» Exercise
When you reach the line in the data below that contains "and ledger state", please start repeating lines exactly, and stop after the line that contains "intent that passed", repeating nothing else.

Dataset entries
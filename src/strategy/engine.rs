//! Decision Engine
//!
//! Turns a scored candidate (plus an optional prediction) into Execute, Alert
//! or Skip. Rules are applied in a fixed order and the first match wins:
//!
//! 1. an open position already exists for the address
//! 2. portfolio caps (open positions, daily spend)
//! 3. score below the mode threshold
//! 4. predicted risk above the mode maximum
//! 5. prediction confidence below the mode minimum
//!
//! Everything else is sized and becomes Execute when auto-buy is on, Alert
//! otherwise. [`DecisionEngine::decide`] is pure; committing the buy against
//! the admission ledger is a separate, atomic step.

use chrono::{DateTime, Utc};
use std::sync::atomic::{AtomicBool, Ordering};
use std::sync::Arc;
use tracing::debug;

use crate::config::DecisionConfig;
use crate::filter::types::ScoreResult;
use crate::trading::types::TradeIntent;

use super::portfolio_risk::{
    AdmissionLedger, AdmissionLimits, AdmissionState, PortfolioBlock, Reservation,
};
use super::predictor::Prediction;
use super::sizing::PositionSizer;
use super::types::{Decision, Mode, ModeSelector, ModeTable, SkipReason};

impl From<PortfolioBlock> for SkipReason {
    fn from(block: PortfolioBlock) -> Self {
        match block {
            PortfolioBlock::MaxPositionsReached { current, max } => {
                SkipReason::MaxPositionsReached { current, max }
            }
            PortfolioBlock::DailyCapReached { spent_sol, cap_sol } => {
                SkipReason::DailyCapReached { spent_sol, cap_sol }
            }
        }
    }
}

/// Everything one decision depends on
#[derive(Debug, Clone, Copy)]
pub struct DecisionInput<'a> {
    pub score: &'a ScoreResult,
    pub prediction: Option<&'a Prediction>,
    pub admission: AdmissionState,
    pub already_holding: bool,
    pub mode: Mode,
    /// Execute qualifying candidates instead of alerting
    pub auto_buy: bool,
}

/// Decision engine
pub struct DecisionEngine {
    auto_buy: AtomicBool,
    modes: ModeTable,
    sizer: PositionSizer,
    limits: AdmissionLimits,
    ledger: Arc<AdmissionLedger>,
    mode: Arc<ModeSelector>,
}

impl DecisionEngine {
    pub fn new(
        config: &DecisionConfig,
        ledger: Arc<AdmissionLedger>,
        mode: Arc<ModeSelector>,
    ) -> Self {
        Self {
            auto_buy: AtomicBool::new(config.auto_buy_enabled),
            modes: config.modes.clone(),
            sizer: PositionSizer::new(config.sizing.clone()),
            limits: ledger.limits(),
            ledger,
            mode,
        }
    }

    pub fn mode(&self) -> Mode {
        self.mode.get()
    }

    pub fn ledger(&self) -> &Arc<AdmissionLedger> {
        &self.ledger
    }

    pub fn auto_buy_enabled(&self) -> bool {
        self.auto_buy.load(Ordering::Acquire)
    }

    /// Toggle auto-buy, returning the previous setting. Applies from the next
    /// evaluation.
    pub fn set_auto_buy(&self, enabled: bool) -> bool {
        self.auto_buy.swap(enabled, Ordering::AcqRel)
    }

    /// Apply the decision rules to a fixed set of inputs
    pub fn decide(&self, input: &DecisionInput<'_>) -> Decision {
        if input.already_holding {
            return Decision::Skip(SkipReason::AlreadyHolding);
        }

        if let Err(block) = self.limits.check(&input.admission) {
            return Decision::Skip(block.into());
        }

        let thresholds = self.modes.get(input.mode);
        let score = input.score.score;
        if score < thresholds.min_score {
            return Decision::Skip(SkipReason::ScoreBelowThreshold {
                score,
                threshold: thresholds.min_score,
            });
        }

        if let Some(p) = input.prediction {
            if p.risk_score > thresholds.max_risk {
                return Decision::Skip(SkipReason::RiskTooHigh {
                    risk: p.risk_score,
                    max: thresholds.max_risk,
                });
            }
            if p.confidence < thresholds.min_confidence {
                return Decision::Skip(SkipReason::ConfidenceTooLow {
                    confidence: p.confidence,
                    min: thresholds.min_confidence,
                });
            }
        }

        let confidence = input.prediction.map(|p| p.confidence);
        let size_sol = self.sizer.size(score, confidence);
        let reason = match input.prediction {
            Some(p) => format!(
                "score {:.1}, expected {:+.1}% at confidence {:.2} ({})",
                score, p.expected_return_pct, p.confidence, input.mode
            ),
            None => format!("score {:.1} ({})", score, input.mode),
        };
        let intent = TradeIntent::buy(&input.score.address, size_sol, reason, input.mode);

        if input.auto_buy {
            Decision::Execute(intent)
        } else {
            Decision::Alert(intent)
        }
    }

    /// Cheap pre-check before asking the predictor
    pub fn precheck(&self, already_holding: bool, now: DateTime<Utc>) -> Option<SkipReason> {
        if already_holding {
            return Some(SkipReason::AlreadyHolding);
        }
        self.limits
            .check(&self.ledger.snapshot(now))
            .err()
            .map(SkipReason::from)
    }

    /// Decide against the current mode and ledger state
    pub fn evaluate(
        &self,
        score: &ScoreResult,
        prediction: Option<&Prediction>,
        already_holding: bool,
        now: DateTime<Utc>,
    ) -> Decision {
        let input = DecisionInput {
            score,
            prediction,
            admission: self.ledger.snapshot(now),
            already_holding,
            mode: self.mode.get(),
            auto_buy: self.auto_buy_enabled(),
        };
        let decision = self.decide(&input);
        debug!(
            address = %score.address,
            score = score.score,
            mode = %input.mode,
            ?decision,
            "Decision"
        );
        decision
    }

    /// Commit a buy intent against the caps.
    ///
    /// The caps are re-checked under the ledger lock, so an intent that passed
    /// [`decide`](Self::decide) can still be refused here if another worker
    /// committed first.
    pub fn commit(
        &self,
        intent: &TradeIntent,
        now: DateTime<Utc>,
    ) -> Result<Reservation, SkipReason> {
        self.ledger
            .try_reserve(intent.size_sol, now)
            .map_err(SkipReason::from)
    }

    /// Return the reservation of a buy that failed terminally
    pub fn refund(&self, reservation: Reservation, now: DateTime<Utc>) {
        self.ledger.refund(reservation, now);
    }
}

#[cfg(test)]
mod tests {
    use super::*;
    use crate::config::FilterConfig;
    use crate::filter::admission::AdmissionFilter;
    use crate::filter::scoring::Scorer;
    use crate::test_support::candidate;
    use chrono::{Duration, TimeZone};

    fn noon() -> DateTime<Utc> {
        Utc.with_ymd_and_hms(2024, 6, 1, 12, 0, 0).unwrap()
    }

    fn engine_with(config: DecisionConfig) -> DecisionEngine {
        let limits = AdmissionLimits {
            max_concurrent_positions: config.max_concurrent_positions,
            daily_cap_sol: config.daily_cap_sol,
        };
        let ledger = Arc::new(AdmissionLedger::new(limits, noon()));
        let mode = Arc::new(ModeSelector::new(config.mode));
        DecisionEngine::new(&config, ledger, mode)
    }

    fn auto_engine() -> DecisionEngine {
        let mut config = DecisionConfig::default();
        config.auto_buy_enabled = true;
        engine_with(config)
    }

    fn score(value: f64) -> ScoreResult {
        ScoreResult {
            address: "Mint111".into(),
            score: value,
            passed_gates: true,
            reasons: vec![],
        }
    }

    fn input<'a>(
        score: &'a ScoreResult,
        prediction: Option<&'a Prediction>,
        mode: Mode,
    ) -> DecisionInput<'a> {
        DecisionInput {
            score,
            prediction,
            admission: AdmissionState::default(),
            already_holding: false,
            mode,
            auto_buy: true,
        }
    }

    #[test]
    fn test_reference_candidate_executes_in_balanced_mode() {
        let admitted = AdmissionFilter::new(FilterConfig::default())
            .admit(candidate("Mint111"))
            .unwrap();
        let result = Scorer::default().score(&admitted);
        assert!(result.score >= 70.0);

        let engine = auto_engine();
        let sizing = DecisionConfig::default().sizing;
        match engine.decide(&input(&result, None, Mode::Balanced)) {
            Decision::Execute(intent) => {
                assert!(intent.size_sol >= sizing.min_size_sol);
                assert!(intent.size_sol <= sizing.max_size_sol);
                assert_eq!(intent.mode, Mode::Balanced);
            }
            other => panic!("expected execute, got {:?}", other),
        }
    }

    #[test]
    fn test_alert_when_auto_buy_disabled() {
        let engine = auto_engine();
        let s = score(85.0);
        let mut i = input(&s, None, Mode::Balanced);
        i.auto_buy = false;
        assert!(matches!(engine.decide(&i), Decision::Alert(_)));
    }

    #[test]
    fn test_auto_buy_toggled_at_runtime() {
        let engine = engine_with(DecisionConfig::default());
        let s = score(85.0);
        assert!(matches!(
            engine.evaluate(&s, None, false, noon()),
            Decision::Alert(_)
        ));

        assert!(!engine.set_auto_buy(true));
        assert!(engine.auto_buy_enabled());
        assert!(matches!(
            engine.evaluate(&s, None, false, noon()),
            Decision::Execute(_)
        ));

        assert!(engine.set_auto_buy(false));
        assert!(matches!(
            engine.evaluate(&s, None, false, noon()),
            Decision::Alert(_)
        ));
    }

    #[test]
    fn test_score_threshold_depends_on_mode() {
        let engine = auto_engine();
        let s = score(75.0);
        assert!(matches!(
            engine.decide(&input(&s, None, Mode::Balanced)),
            Decision::Execute(_)
        ));
        assert_eq!(
            engine.decide(&input(&s, None, Mode::Conservative)),
            Decision::Skip(SkipReason::ScoreBelowThreshold {
                score: 75.0,
                threshold: 85.0
            })
        );
    }

    #[test]
    fn test_prediction_risk_and_confidence() {
        let engine = auto_engine();
        let s = score(80.0);

        let risky = Prediction {
            expected_return_pct: 50.0,
            confidence: 0.9,
            risk_score: 0.7,
        };
        assert!(matches!(
            engine.decide(&input(&s, Some(&risky), Mode::Balanced)),
            Decision::Skip(SkipReason::RiskTooHigh { .. })
        ));

        let unsure = Prediction {
            expected_return_pct: 50.0,
            confidence: 0.2,
            risk_score: 0.1,
        };
        assert!(matches!(
            engine.decide(&input(&s, Some(&unsure), Mode::Balanced)),
            Decision::Skip(SkipReason::ConfidenceTooLow { .. })
        ));

        let good = Prediction {
            expected_return_pct: 50.0,
            confidence: 1.0,
            risk_score: 0.1,
        };
        match engine.decide(&input(&s, Some(&good), Mode::Balanced)) {
            // 0.05 * 2.0 (score tier) * 2.0 (confidence)
            Decision::Execute(intent) => assert!((intent.size_sol - 0.2).abs() < 1e-9),
            other => panic!("expected execute, got {:?}", other),
        }
    }

    #[test]
    fn test_caps_checked_before_score() {
        let engine = auto_engine();
        let s = score(99.0);
        let mut i = input(&s, None, Mode::Aggressive);
        i.admission = AdmissionState {
            open_position_count: 5,
            spent_sol_today: 0.0,
        };
        assert_eq!(
            engine.decide(&i),
            Decision::Skip(SkipReason::MaxPositionsReached { current: 5, max: 5 })
        );

        i.admission = AdmissionState {
            open_position_count: 0,
            spent_sol_today: 2.0,
        };
        assert!(matches!(
            engine.decide(&i),
            Decision::Skip(SkipReason::DailyCapReached { .. })
        ));

        i.admission = AdmissionState::default();
        i.already_holding = true;
        assert_eq!(engine.decide(&i), Decision::Skip(SkipReason::AlreadyHolding));
    }

    #[test]
    fn test_daily_cap_blocks_until_reset() {
        let mut config = DecisionConfig::default();
        config.auto_buy_enabled = true;
        config.daily_cap_sol = 0.1;
        config.max_concurrent_positions = 100;
        let engine = engine_with(config);
        let s = score(75.0);

        let first = engine.evaluate(&s, None, false, noon());
        let intent = first.intent().cloned().unwrap();
        engine.commit(&intent, noon()).unwrap().confirm();
        engine.commit(&intent, noon()).unwrap().confirm();

        let later = noon() + Duration::hours(6);
        assert!(matches!(
            engine.evaluate(&s, None, false, later),
            Decision::Skip(SkipReason::DailyCapReached { .. })
        ));
        assert!(engine.precheck(false, later).is_some());

        let tomorrow = noon() + Duration::hours(13);
        assert!(matches!(
            engine.evaluate(&s, None, false, tomorrow),
            Decision::Execute(_)
        ));
    }

    #[test]
    fn test_commit_rechecks_caps() {
        let mut config = DecisionConfig::default();
        config.auto_buy_enabled = true;
        config.max_concurrent_positions = 1;
        let engine = engine_with(config);
        let s = score(90.0);

        // Two workers decide on the same snapshot
        let a = engine.evaluate(&s, None, false, noon()).intent().cloned().unwrap();
        let b = engine.evaluate(&s, None, false, noon()).intent().cloned().unwrap();

        assert!(engine.commit(&a, noon()).is_ok());
        assert_eq!(
            engine.commit(&b, noon()).unwrap_err(),
            SkipReason::MaxPositionsReached { current: 1, max: 1 }
        );
    }

    #[test]
    fn test_mode_switch_applies_to_next_evaluation() {
        let engine = auto_engine();
        let s = score(65.0);
        assert!(engine.evaluate(&s, None, false, noon()).is_skip());
        engine.mode.set(Mode::Aggressive);
        assert!(!engine.evaluate(&s, None, false, noon()).is_skip());
    }
}
//! Candidate filtering and scoring
//!
//! Admission gates run first; only admitted candidates can be scored.

pub mod admission;
pub mod scoring;
pub mod types;

pub use admission::{Admitted, AdmissionFilter, FilterReason, FilterResult};
pub use scoring::{Curve, ScoreBreakdown, Scorer, ScoringConfig, ScoringWeights};
pub use types::{Candidate, CandidateUpdate, ScoreResult, ScoredCandidate};
//! Execution adapter seam and retry policy
//!
//! The DEX client sits behind [`TradeExecutor`]. [`RetryingExecutor`] wraps any
//! executor with a per-attempt timeout and exponential backoff for transient
//! failures; terminal failures come back on the first attempt.
//! [`CircuitBreaker`] sits on top and stops submitting while the venue keeps
//! failing transiently.

use async_trait::async_trait;
use backoff::{future::retry, ExponentialBackoff};
use std::sync::atomic::{AtomicU32, Ordering};
use std::sync::{Arc, Mutex, MutexGuard};
use std::time::Duration;
use tokio::time::Instant;
use tracing::{debug, info, warn};

use crate::config::ExecutionConfig;
use crate::error::{ExecutionFailure, FailureKind};
use crate::trading::types::{ExecutionReceipt, TradeIntent};

/// Submits trades and waits for confirmation
#[async_trait]
pub trait TradeExecutor: Send + Sync {
    async fn submit(&self, intent: &TradeIntent) -> Result<ExecutionReceipt, ExecutionFailure>;
}

/// Retry wrapper around an executor
pub struct RetryingExecutor {
    inner: Arc<dyn TradeExecutor>,
    config: ExecutionConfig,
}

impl RetryingExecutor {
    pub fn new(inner: Arc<dyn TradeExecutor>, config: ExecutionConfig) -> Self {
        Self { inner, config }
    }

    /// One attempt, bounded by the submit timeout
    async fn attempt(&self, intent: &TradeIntent) -> Result<ExecutionReceipt, ExecutionFailure> {
        let limit = Duration::from_millis(self.config.submit_timeout_ms);
        match tokio::time::timeout(limit, self.inner.submit(intent)).await {
            Ok(result) => result,
            Err(_) => Err(ExecutionFailure::new(
                FailureKind::Timeout,
                format!("no confirmation within {}ms", self.config.submit_timeout_ms),
            )),
        }
    }
}

#[async_trait]
impl TradeExecutor for RetryingExecutor {
    async fn submit(
        &self,
        intent: &TradeIntent,
    ) -> Result<ExecutionReceipt, ExecutionFailure> {
        let backoff = ExponentialBackoff {
            initial_interval: Duration::from_millis(self.config.retry_base_delay_ms),
            max_interval: Duration::from_millis(self.config.retry_max_delay_ms),
            // Attempt count bounds the retries, not elapsed time
            max_elapsed_time: None,
            ..Default::default()
        };
        let attempts = AtomicU32::new(0);

        let result = retry(backoff, || async {
            let attempt = attempts.fetch_add(1, Ordering::SeqCst) + 1;
            match self.attempt(intent).await {
                Ok(receipt) => Ok(receipt),
                Err(failure) if failure.is_retryable() && attempt < self.config.max_attempts => {
                    warn!(
                        address = %intent.address,
                        side = %intent.side,
                        attempt,
                        max_attempts = self.config.max_attempts,
                        "Transient execution failure: {}",
                        failure
                    );
                    Err(backoff::Error::transient(failure))
                }
                Err(failure) => Err(backoff::Error::permanent(failure)),
            }
        })
        .await;

        match &result {
            Ok(receipt) => debug!(
                address = %intent.address,
                side = %intent.side,
                signature = %receipt.signature,
                "Execution confirmed"
            ),
            Err(failure) => warn!(
                address = %intent.address,
                side = %intent.side,
                attempts = attempts.load(Ordering::SeqCst),
                "Execution failed terminally: {}",
                failure
            ),
        }

        result
    }
}

/// Breaker state
#[derive(Debug, Clone, Copy, PartialEq, Eq)]
pub enum CircuitState {
    Closed,
    /// Submissions fail fast until the recovery timeout passes
    Open,
    /// One trial submission is out
    HalfOpen,
}

#[derive(Debug)]
struct BreakerState {
    state: CircuitState,
    failures: u32,
    /// When the breaker opened or the trial started
    since: Instant,
}

/// Circuit breaker around an executor.
///
/// Opens after `breaker_failure_threshold` consecutive transient failures.
/// While open every submission fails fast with [`FailureKind::RpcError`], which
/// callers already treat as retryable. After `breaker_recovery_ms` one trial
/// goes through; its result closes or re-opens the breaker. Terminal failures
/// prove the venue is reachable and count as success here.
pub struct CircuitBreaker {
    inner: Arc<dyn TradeExecutor>,
    threshold: u32,
    recovery: Duration,
    state: Mutex<BreakerState>,
}

impl CircuitBreaker {
    pub fn new(inner: Arc<dyn TradeExecutor>, config: &ExecutionConfig) -> Self {
        Self {
            inner,
            threshold: config.breaker_failure_threshold.max(1),
            recovery: Duration::from_millis(config.breaker_recovery_ms),
            state: Mutex::new(BreakerState {
                state: CircuitState::Closed,
                failures: 0,
                since: Instant::now(),
            }),
        }
    }

    fn lock(&self) -> MutexGuard<'_, BreakerState> {
        self.state.lock().unwrap_or_else(|e| e.into_inner())
    }

    pub fn state(&self) -> CircuitState {
        self.lock().state
    }

    /// Whether a submission may go out now
    fn allow(&self) -> bool {
        let mut state = self.lock();
        match state.state {
            CircuitState::Closed => true,
            // A trial that never reported back (cancelled task) is replaced
            // after another recovery period
            CircuitState::Open | CircuitState::HalfOpen
                if state.since.elapsed() >= self.recovery =>
            {
                state.state = CircuitState::HalfOpen;
                state.since = Instant::now();
                info!("Circuit breaker half-open, sending trial submission");
                true
            }
            CircuitState::Open | CircuitState::HalfOpen => false,
        }
    }

    fn record(&self, result: &Result<ExecutionReceipt, ExecutionFailure>) {
        let mut state = self.lock();
        match result {
            Err(failure) if failure.is_retryable() => {
                state.failures += 1;
                let trial_failed = state.state == CircuitState::HalfOpen;
                let tripped = state.state == CircuitState::Closed && state.failures >= self.threshold;
                if trial_failed || tripped {
                    state.state = CircuitState::Open;
                    state.since = Instant::now();
                    warn!(
                        failures = state.failures,
                        recovery_ms = self.recovery.as_millis() as u64,
                        "Circuit breaker opened: {}",
                        failure
                    );
                }
            }
            _ => {
                if state.state != CircuitState::Closed {
                    info!("Circuit breaker closed");
                }
                state.state = CircuitState::Closed;
                state.failures = 0;
            }
        }
    }
}

#[async_trait]
impl TradeExecutor for CircuitBreaker {
    async fn submit(
        &self,
        intent: &TradeIntent,
    ) -> Result<ExecutionReceipt, ExecutionFailure> {
        if !self.allow() {
            debug!(address = %intent.address, side = %intent.side, "Circuit open, not submitting");
            return Err(ExecutionFailure::new(
                FailureKind::RpcError,
                "circuit breaker open",
            ));
        }

        let result = self.inner.submit(intent).await;
        self.record(&result);
        result
    }
}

» Task solution
    /// Decide against the current mode and ledger state
    pub fn evaluate(
        &self,
        score: &ScoreResult,
        prediction: Option<&Prediction>,
        already_holding: bool,
        now: DateTime<Utc>,
    ) -> Decision {
        let input = DecisionInput {
            score,
            prediction,
            admission: self.ledger.snapshot(now),
            already_holding,
            mode: self.mode.get(),
            auto_buy: self.auto_buy_enabled(),
        };
        let decision = self.decide(&input);
        debug!(
            address = %score.address,
            score = score.score,
            mode = %input.mode,
            ?decision,
            "Decision"
        );
        decision
    }

    /// Commit a buy intent against the caps.
    ///
    /// The caps are re-checked under the ledger lock, so an intent that passed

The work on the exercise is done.